1202.10 Names and Designs of Characters in Creative Works
Marks that merely identify a character in a creative work, whether used in a series or in a single work, are not registrable. In re Scholastic Inc., 223 USPQ 431, 431 (TTAB 1984) (holding THE LITTLES, used in the title of each book in a series of children's books, does not function as a mark where it merely identifies the main characters in the books). Cf. In re Caserta, 46 USPQ2d 1088, 1090-91 (TTAB 1998) (holding FURR-BALL FURCANIA, used as the principal character in a single children's book, does not function as a mark even though the character's name appeared on the cover and every page of the story); In re Frederick Warne & Co., 218 USPQ 345, 347-48 (TTAB 1983) (holding an illustration of a frog used on the cover of a single book served only to depict the main character in the book and did not function as a trademark).

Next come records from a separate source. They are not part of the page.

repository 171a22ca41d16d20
//! Server configuration

/// Server configuration
///
/// # Environment variables
///
/// | Variable | Default | Meaning |
/// |----------|---------|---------|
/// | DATABASE_URL | sqlite:employees.db | SQLite connection URL |
/// | HTTP_HOST | 0.0.0.0 | Listen address |
/// | HTTP_PORT | 8080 | HTTP port |
/// | ENVIRONMENT | development | development / staging / production |
/// | LOG_LEVEL | info | Default log level when RUST_LOG is unset |
/// | LOG_DIR | (unset) | Also write logs to a daily rolling file here |
/// | DB_MAX_CONNECTIONS | 5 | Connection pool size |
/// | CORS_ALLOWED_ORIGIN | (unset) | Single allowed origin; permissive when unset |
///
/// # Example
///
/// ```ignore
/// DATABASE_URL=sqlite:/data/employees.db HTTP_PORT=9000 cargo run
/// ```
#[derive(Debug, Clone)]
pub struct Config {
    /// SQLite connection URL (`sqlite::memory:` allowed)
    pub database_url: String,
    /// Listen address
    pub http_host: String,
    /// HTTP port
    pub http_port: u16,
    /// Environment: development | staging | production
    pub environment: String,
    /// Default log level
    pub log_level: String,
    /// Optional log directory
    pub log_dir: Option<String>,
    /// Connection pool size
    pub db_max_connections: u32,
    /// Allowed CORS origin (None = permissive)
    pub cors_allowed_origin: Option<String>,
}

impl Config {
    /// Load configuration from environment variables
    ///
    /// Unset or unparseable values fall back to their defaults.
    pub fn from_env() -> Self {
        Self {
            database_url: std::env::var("DATABASE_URL")
                .ok()
                .filter(|s| !s.is_empty())
                .unwrap_or_else(|| "sqlite:employees.db".into()),
            http_host: std::env::var("HTTP_HOST").unwrap_or_else(|_| "0.0.0.0".into()),
            http_port: std::env::var("HTTP_PORT")
                .ok()
                .and_then(|p| p.parse().ok())
                .unwrap_or(8080),
            environment: std::env::var("ENVIRONMENT").unwrap_or_else(|_| "development".into()),
            log_level: std::env::var("LOG_LEVEL").unwrap_or_else(|_| "info".into()),
            log_dir: std::env::var("LOG_DIR").ok().filter(|s| !s.is_empty()),
            db_max_connections: std::env::var("DB_MAX_CONNECTIONS")
                .ok()
                .and_then(|p| p.parse().ok())
                .filter(|n| *n > 0)
                .unwrap_or(5),
            cors_allowed_origin: std::env::var("CORS_ALLOWED_ORIGIN")
                .ok()
                .filter(|s| !s.is_empty()),
        }
    }

    /// Configuration for tests: given database, everything else default
    pub fn for_test(database_url: impl Into<String>) -> Self {
        Self {
            database_url: database_url.into(),
            http_host: "127.0.0.1".into(),
            http_port: 0,
            environment: "test".into(),
            log_level: "debug".into(),
            log_dir: None,
            db_max_connections: 1,
            cors_allowed_origin: None,
        }
    }

    /// Socket address string to bind
    pub fn bind_addr(&self) -> String {
        format!("{}:{}", self.http_host, self.http_port)
    }

    /// Whether this is a production deployment
    pub fn is_production(&self) -> bool {
        self.environment == "production"
    }
}

impl Default for Config {
    fn default() -> Self {
        Self::from_env()
    }
}
//! Request logging middleware
//!
//! Logs every incoming HTTP request with its request id, matched route,
//! status and latency.

use axum::{
    extract::{MatchedPath, Request},
    middleware::Next,
    response::Response,
};
use std::time::Instant;
use tracing::{info, warn};

/// Log request start and completion
///
/// Fields: request id (`x-request-id`), method, matched path, user agent,
/// status and latency in milliseconds. 4xx and 5xx complete at `warn`.
pub async fn logging_middleware(req: Request, next: Next) -> Response {
    let start = Instant::now();

    let request_id = req
        .headers()
        .get("x-request-id")
        .and_then(|v| v.to_str().ok())
        .map(|s| s.to_string())
        .unwrap_or_else(|| uuid::Uuid::new_v4().to_string());

    let method = req.method().clone();
    let path = req
        .extensions()
        .get::<MatchedPath>()
        .map(|p| p.as_str().to_string())
        .unwrap_or_else(|| req.uri().path().to_string());

    let user_agent = req
        .headers()
        .get("user-agent")
        .and_then(|v| v.to_str().ok())
        .unwrap_or("unknown")
        .to_string();

    info!(
        request_id = %request_id,
        method = %method,
        path = %path,
        user_agent = %user_agent,
        "Request started"
    );

    let response = next.run(req).await;

    let latency_ms = start.elapsed().as_millis();
    let status = response.status().as_u16();

    if response.status().is_server_error() {
        warn!(
            request_id = %request_id,
            method = %method,
            path = %path,
            status,
            latency_ms,
            "Request completed with server error"
        );
    } else if response.status().is_client_error() {
        warn!(
            request_id = %request_id,
            method = %method,
            path = %path,
            status,
            latency_ms,
            "Request completed with client error"
        );
    } else {
        info!(
            request_id = %request_id,
            method = %method,
            path = %path,
            status,
            latency_ms,
            "Request completed"
        );
    }

    response
}
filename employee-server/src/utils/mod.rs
//! Utility modules

pub mod logger;

pub use logger::init_logger;
#[cfg(test)]
mod tests {
    use super::*;
    use sqlx::sqlite::SqlitePoolOptions;

    async fn test_pool() -> SqlitePool {
        let pool = SqlitePoolOptions::new()
            .max_connections(1)
            .connect("sqlite::memory:")
            .await
            .unwrap();
        crate::db::migrate(&pool).await.unwrap();
        pool
    }

    async fn seed(pool: &SqlitePool) {
        for (name, email, dept) in [
            ("Ann Lee", "ann@x.com", "Engineering"),
            ("Bob Stone", "bob@x.com", "Sales"),
            ("Carl Engel", "carl@x.com", "Marketing"),
            ("Dana Fox", "dana@x.com", "engineering"),
            ("Eve 100%", "eve@x.com", "R_D"),
        ] {
            insert(pool, name, email, dept).await.unwrap();
        }
    }

    fn names(page: &EmployeePage) -> Vec<&str> {
        page.employees.iter().map(|e| e.name.as_str()).collect()
    }

    #[test]
    fn test_escape_like() {
        assert_eq!(escape_like("plain"), "plain");
        assert_eq!(escape_like("100%"), "100\\%");
        assert_eq!(escape_like("a_b"), "a\\_b");
        assert_eq!(escape_like("c:\\dir"), "c:\\\\dir");
    }

    #[test]
    fn test_total_pages() {
        let page = PageRequest::new(0, 10);
        assert_eq!(page.total_pages(0), 0);
        assert_eq!(page.total_pages(1), 1);
        assert_eq!(page.total_pages(10), 1);
        assert_eq!(page.total_pages(11), 2);
        assert_eq!(PageRequest::new(3, 5).offset(), 15);
    }

    #[test]
    fn test_filter_from_terms() {
        assert_eq!(EmployeeFilter::from_terms(None, None), EmployeeFilter::All);
        assert_eq!(
            EmployeeFilter::from_terms(Some("a"), None),
            EmployeeFilter::Name("a")
        );
        assert_eq!(
            EmployeeFilter::from_terms(None, Some("d")),
            EmployeeFilter::Department("d")
        );
        assert_eq!(
            EmployeeFilter::from_terms(Some("a"), Some("d")),
            EmployeeFilter::NameAndDepartment {
                name: "a",
                department: "d"
            }
        );
    }

    #[tokio::test]
    async fn test_insert_and_find() {
        let pool = test_pool().await;
        let created = insert(&pool, "Ann", "ann@x.com", "Eng").await.unwrap();
        assert!(created.id > 0);
        assert_eq!(created.name, "Ann");

        let found = find_by_id(&pool, created.id).await.unwrap();
        assert_eq!(found, Some(created.clone()));
        assert!(exists_by_id(&pool, created.id).await.unwrap());
        assert!(!exists_by_id(&pool, created.id + 1).await.unwrap());
        assert_eq!(find_all(&pool).await.unwrap(), vec![created]);
    }

    #[tokio::test]
    async fn test_email_exists_is_case_sensitive() {
        let pool = test_pool().await;
        insert(&pool, "Ann", "ann@x.com", "Eng").await.unwrap();
        assert!(exists_by_email(&pool, "ann@x.com").await.unwrap());
        assert!(!exists_by_email(&pool, "ANN@x.com").await.unwrap());
    }

    #[tokio::test]
    async fn test_unique_email_violation_is_duplicate() {
        let pool = test_pool().await;
        insert(&pool, "Ann", "ann@x.com", "Eng").await.unwrap();
        let err = insert(&pool, "Other", "ann@x.com", "Ops").await.unwrap_err();
        assert!(matches!(err, RepoError::Duplicate(_)));
        assert_eq!(find_all(&pool).await.unwrap().len(), 1);
    }

    #[tokio::test]
    async fn test_update_and_delete() {
        let pool = test_pool().await;
        let ann = insert(&pool, "Ann", "ann@x.com", "Eng").await.unwrap();

        let updated = update(&pool, ann.id, "Ann B", "ann@x.com", "Ops").await.unwrap();
        assert_eq!(updated.id, ann.id);
        assert_eq!(updated.name, "Ann B");
        assert_eq!(updated.department, "Ops");

        let missing = update(&pool, ann.id + 100, "X", "x@x.com", "X").await;
        assert!(matches!(missing, Err(RepoError::NotFound(_))));

        assert!(delete_by_id(&pool, ann.id).await.unwrap());
        assert!(!delete_by_id(&pool, ann.id).await.unwrap());
        assert_eq!(find_by_id(&pool, ann.id).await.unwrap(), None);
    }

    #[tokio::test]
    async fn test_ids_not_reused_after_delete() {
        let pool = test_pool().await;
        let first = insert(&pool, "Ann", "ann@x.com", "Eng").await.unwrap();
        delete_by_id(&pool, first.id).await.unwrap();
        let second = insert(&pool, "Bob", "bob@x.com", "Eng").await.unwrap();
        assert!(second.id > first.id);
    }

    #[tokio::test]
    async fn test_find_all_paged() {
        let pool = test_pool().await;
        seed(&pool).await;

        let page = find_all_paged(&pool, PageRequest::new(0, 2)).await.unwrap();
        assert_eq!(names(&page), vec!["Ann Lee", "Bob Stone"]);
        assert_eq!(page.total_items, 5);
        assert_eq!(page.total_pages, 3);

        let last = find_all_paged(&pool, PageRequest::new(2, 2)).await.unwrap();
        assert_eq!(names(&last), vec!["Eve 100%"]);

        let beyond = find_all_paged(&pool, PageRequest::new(9, 2)).await.unwrap();
        assert!(beyond.employees.is_empty());
        assert_eq!(beyond.total_items, 5);
    }

    #[tokio::test]
    async fn test_sorting() {
        let pool = test_pool().await;
        seed(&pool).await;

        let desc = PageRequest::new(0, 10).sorted(SortField::Name, SortDirection::Desc);
        let page = find_all_paged(&pool, desc).await.unwrap();
        assert_eq!(
            names(&page),
            vec!["Eve 100%", "Dana Fox", "Carl Engel", "Bob Stone", "Ann Lee"]
        );

        let by_id_desc = PageRequest::new(0, 1).sorted(SortField::Id, SortDirection::Desc);
        let page = find_all_paged(&pool, by_id_desc).await.unwrap();
        assert_eq!(names(&page), vec!["Eve 100%"]);
    }

    #[tokio::test]
    async fn test_name_search_is_case_insensitive() {
        let pool = test_pool().await;
        seed(&pool).await;

        let page = find_by_name_containing(&pool, "ENG", PageRequest::new(0, 10))
            .await
            .unwrap();
        assert_eq!(names(&page), vec!["Carl Engel"]);
        assert_eq!(page.total_items, 1);
    }

    #[tokio::test]
    async fn test_department_search() {
        let pool = test_pool().await;
        seed(&pool).await;

        let page = find_by_department_containing(&pool, "engineer", PageRequest::new(0, 10))
            .await
            .unwrap();
        assert_eq!(names(&page), vec!["Ann Lee", "Dana Fox"]);
    }

    #[tokio::test]
    async fn test_name_and_department_search_is_and() {
        let pool = test_pool().await;
        seed(&pool).await;

        let page =
            find_by_name_and_department_containing(&pool, "a", "eng", PageRequest::new(0, 10))
                .await
                .unwrap();
        assert_eq!(names(&page), vec!["Ann Lee", "Dana Fox"]);

        let none = find_by_name_and_department_containing(&pool, "Bob", "eng", PageRequest::new(0, 10))
            .await
            .unwrap();
        assert!(none.employees.is_empty());
        assert_eq!(none.total_pages, 0);
    }

    #[tokio::test]
    async fn test_wildcards_match_literally() {
        let pool = test_pool().await;
        seed(&pool).await;

        let percent = find_by_name_containing(&pool, "%", PageRequest::new(0, 10))
            .await
            .unwrap();
        assert_eq!(names(&percent), vec!["Eve 100%"]);

        let underscore = find_by_department_containing(&pool, "_", PageRequest::new(0, 10))
            .await
            .unwrap();
        assert_eq!(names(&underscore), vec!["Eve 100%"]);
    }

    #[tokio::test]
    async fn test_zero_size_rejected() {
        let pool = test_pool().await;
        let err = find_all_paged(&pool, PageRequest::new(0, 0)).await.unwrap_err();
        assert!(matches!(err, RepoError::Validation(_)));
    }
}
//! Logging Infrastructure
//!
//! `tracing` subscriber setup: env-filter driven, stdout by default, a daily
//! rolling file when a log directory is configured.

use std::path::Path;

use tracing_subscriber::EnvFilter;

/// Initialize the global logger
///
/// `RUST_LOG` wins when set; otherwise `log_level` applies to this crate and
/// to `tower_http`.
pub fn init_logger(log_level: &str, log_dir: Option<&str>) {
    let filter = EnvFilter::try_from_default_env()
        .unwrap_or_else(|_| default_filter(log_level).into());

    let subscriber = tracing_subscriber::fmt()
        .with_env_filter(filter)
        .with_file(false)
        .with_line_number(false)
        .with_thread_ids(false)
        .with_target(true);

    if let Some(dir) = log_dir {
        let log_path = Path::new(dir);
        if log_path.is_dir() {
            let file_appender = tracing_appender::rolling::daily(log_path, "employee-server");
            subscriber.with_ansi(false).with_writer(file_appender).init();
            return;
        }
        eprintln!("Log directory {dir} does not exist, logging to stdout");
    }

    subscriber.init();
}

fn default_filter(log_level: &str) -> String {
    format!("employee_server={log_level},tower_http={log_level}")
}

#[cfg(test)]
mod tests {
    use super::*;

    #[test]
    fn test_default_filter() {
        assert_eq!(
            default_filter("debug"),
            "employee_server=debug,tower_http=debug"
        );
    }
}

To overcome a refusal of registration on the ground that the proposed mark merely identifies a character in a creative work, the applicant may submit evidence that the character name does not merely identify the character in the work. For example, the applicant may submit evidence showing use of the character name as a mark on the spine of the book, or on displays associated with the goods, in a manner that would be perceived as a mark.
A refusal of registration on the ground that the mark merely identifies a character in a creative work can be made regardless of whether the creative work is the sole item in the identification of goods/services or is listed with other items. If the record contains information or if the examining attorney learns from another source that the mark identifies a character in a creative work and there are multiple items in the identification, the examining attorney should issue a partial refusal as to the relevant goods/services. A partial refusal is a refusal that applies only to certain goods/services, or to certain classes. See TMEP §718.02(a).
Example: An application for “children’s books, pencils, and coloring books” would be partially refused if the examining attorney determined, either from the application or from another source, that the mark identified a character in the children's books. The use of the same mark on other non-creative matter such as the pencils and coloring books does not overcome the refusal.